Identification of potential PDRM events enables us to consider strategies that are likely to have the greatest impact on reduction of future PDRM. This in turn will benefit patients by improving the safety and the quality of health care and also have a positive impact on healthcare resource utilisation.

It is notable that most of the indicators contributed to very few events, while four (the prescribing of NSAIDs and hypnotic-anxiolytics and the monitoring of ACE inhibitors) contributed to approximately 60% of the PDRM events. However, the clinical implications for individual patients may be great, irrespective of the number of events identified by each indicator. To date, limited research has been undertaken on PDRM. As this work took place in the North American healthcare system,^6,12,13 only cautious comparisons can be made. Nevertheless, despite the fact that MacKinnon and Hepler¹² applied PDRM indicators within a managed care organisation using the database of a hospital based healthcare plan in Florida, a similar pattern emerged. A small number of indicators accounted for the majority of the PDRM events. Furthermore, some similarities existed in the clinical issues that contributed to the seven most frequently occurring PDRM events,¹² with NSAIDs, ACE inhibitors, and failing to prescribe a β blocker after myocardial infarction appearing in both data sets.
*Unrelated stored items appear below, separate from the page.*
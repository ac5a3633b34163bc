use std::sync::Mutex;
use std::time::Duration;

use colored::Colorize;
use indicatif::{ProgressBar, ProgressStyle};

use crate::core::models::outcome::{LineKind, Outcome};
use crate::core::traits::reporter::Reporter;

/// Print a success message.
pub fn success(msg: &str) {
    println!("  {} {}", "✓".green(), msg);
}

/// Print a warning message.
pub fn warning(msg: &str) {
    println!("  {} {}", "⚠".yellow(), msg);
}

/// Print an error message.
pub fn error(msg: &str) {
    eprintln!("  {} {}", "✗".red(), msg);
}

/// Print a header line.
pub fn header(msg: &str) {
    println!("\n{}", msg.bold());
}

/// Print an indented detail line.
pub fn detail(msg: &str) {
    println!("    {}", msg.dimmed());
}

/// How much the console shows.
#[derive(Debug, Clone, Copy, PartialEq, Eq)]
pub enum Verbosity {
    Quiet,
    Normal,
    Verbose,
}

/// Terminal reporter. Progress lines from long-running tools collapse
/// into one spinner that is cleared before any other output.
pub struct ConsoleReporter {
    verbosity: Verbosity,
    spinner: Mutex<Option<ProgressBar>>,
}

impl ConsoleReporter {
    pub fn new(verbosity: Verbosity) -> Self {
        Self {
            verbosity,
            spinner: Mutex::new(None),
        }
    }

    fn shows(&self, level: Verbosity) -> bool {
        match level {
            Verbosity::Quiet => true,
            Verbosity::Normal => self.verbosity != Verbosity::Quiet,
            Verbosity::Verbose => self.verbosity == Verbosity::Verbose,
        }
    }

    fn clear_spinner(&self) {
        if let Ok(mut spinner) = self.spinner.lock()
            && let Some(bar) = spinner.take()
        {
            bar.finish_and_clear();
        }
    }

    /// Section header, hidden in quiet mode.
    pub fn header(&self, msg: &str) {
        if self.shows(Verbosity::Normal) {
            self.clear_spinner();
            header(msg);
        }
    }

    /// Print the verdict of an outcome: summary lines, then warnings, then
    /// fatal lines. Raw process output was already echoed live in verbose
    /// mode.
    pub fn outcome(&self, what: &str, outcome: &Outcome) {
        self.clear_spinner();
        outcome
            .log
            .iter()
            .filter(|l| l.kind == LineKind::Info && !l.text.starts_with("$ "))
            .for_each(|l| self.info(&l.text));
        outcome.warnings().for_each(|l| self.warning(&l.text));
        outcome.fatals().for_each(|l| self.error(&l.text));
        if outcome.success {
            self.success(what);
        } else {
            self.error(&format!("{what} failed"));
        }
    }
}

impl Reporter for ConsoleReporter {
    fn info(&self, msg: &str) {
        if self.shows(Verbosity::Normal) {
            self.clear_spinner();
            println!("  {msg}");
        }
    }

    fn detail(&self, msg: &str) {
        if self.shows(Verbosity::Verbose) {
            self.clear_spinner();
            detail(msg);
        }
    }

    fn success(&self, msg: &str) {
        if self.shows(Verbosity::Normal) {
            self.clear_spinner();
            success(msg);
        }
    }

    fn warning(&self, msg: &str) {
        if self.shows(Verbosity::Normal) {
            self.clear_spinner();
            warning(msg);
        }
    }

    fn error(&self, msg: &str) {
        self.clear_spinner();
        error(msg);
    }

    fn progress(&self, msg: &str) {
        if !self.shows(Verbosity::Normal) {
            return;
        }
        let Ok(mut spinner) = self.spinner.lock() else {
            return;
        };
        let bar = spinner.get_or_insert_with(|| {
            let bar = ProgressBar::new_spinner();
            bar.set_style(
                ProgressStyle::with_template("  {spinner} {msg}")
                    .unwrap_or_else(|_| ProgressStyle::default_spinner()),
            );
            bar.enable_steady_tick(Duration::from_millis(120));
            bar
        });
        bar.set_message(msg.trim().to_string());
    }

    fn finish_progress(&self) {
        self.clear_spinner();
    }
}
However, when interpreting the study results a number of factors need to be considered. Although a temporal relationship was identified between drug therapy and the PDRM event, it does not necessarily mean that the drug was the direct or only cause of that event. Furthermore, the quality of our data is dependent upon the quality of the data present on the practice system. Although prescribing data are generally of better quality than diagnostic or lifestyle data on primary care computer systems,¹⁴ we accept that the quality of data recording in the practices was beyond our control. For this reason, the PDRM incidence data should be interpreted cautiously. At present it would be inappropriate to use these data to draw comparisons between practices but, with current moves to improve data recording in the UK and the implications of the new GP contract,¹⁵ computerised data from general practices are likely to be more reliable in the future and appropriate comparisons may then prove useful. Despite some practical difficulties, electronic patient records have considerable potential in the detection of PDRM.

We have shown that a substantial number of potential PDRM events are occurring in primary care. However, because of the problems of assigning direct causality of the drug to the event, rather than aiming to collect prevalence data our ultimate purpose is to use the indicator data to generate discussion in facilitated multidisciplinary discussion forums attended by key practice personnel (GPs, nurses, pharmacists and the practice manager). These will use the key principles of root cause analysis (prioritisation, root cause identification and root cause elimination).¹⁶ The outcome of these meetings will form the focus of a subsequent paper describing how the overall process can facilitate improvements in medicines management and ultimately the quality of patient care.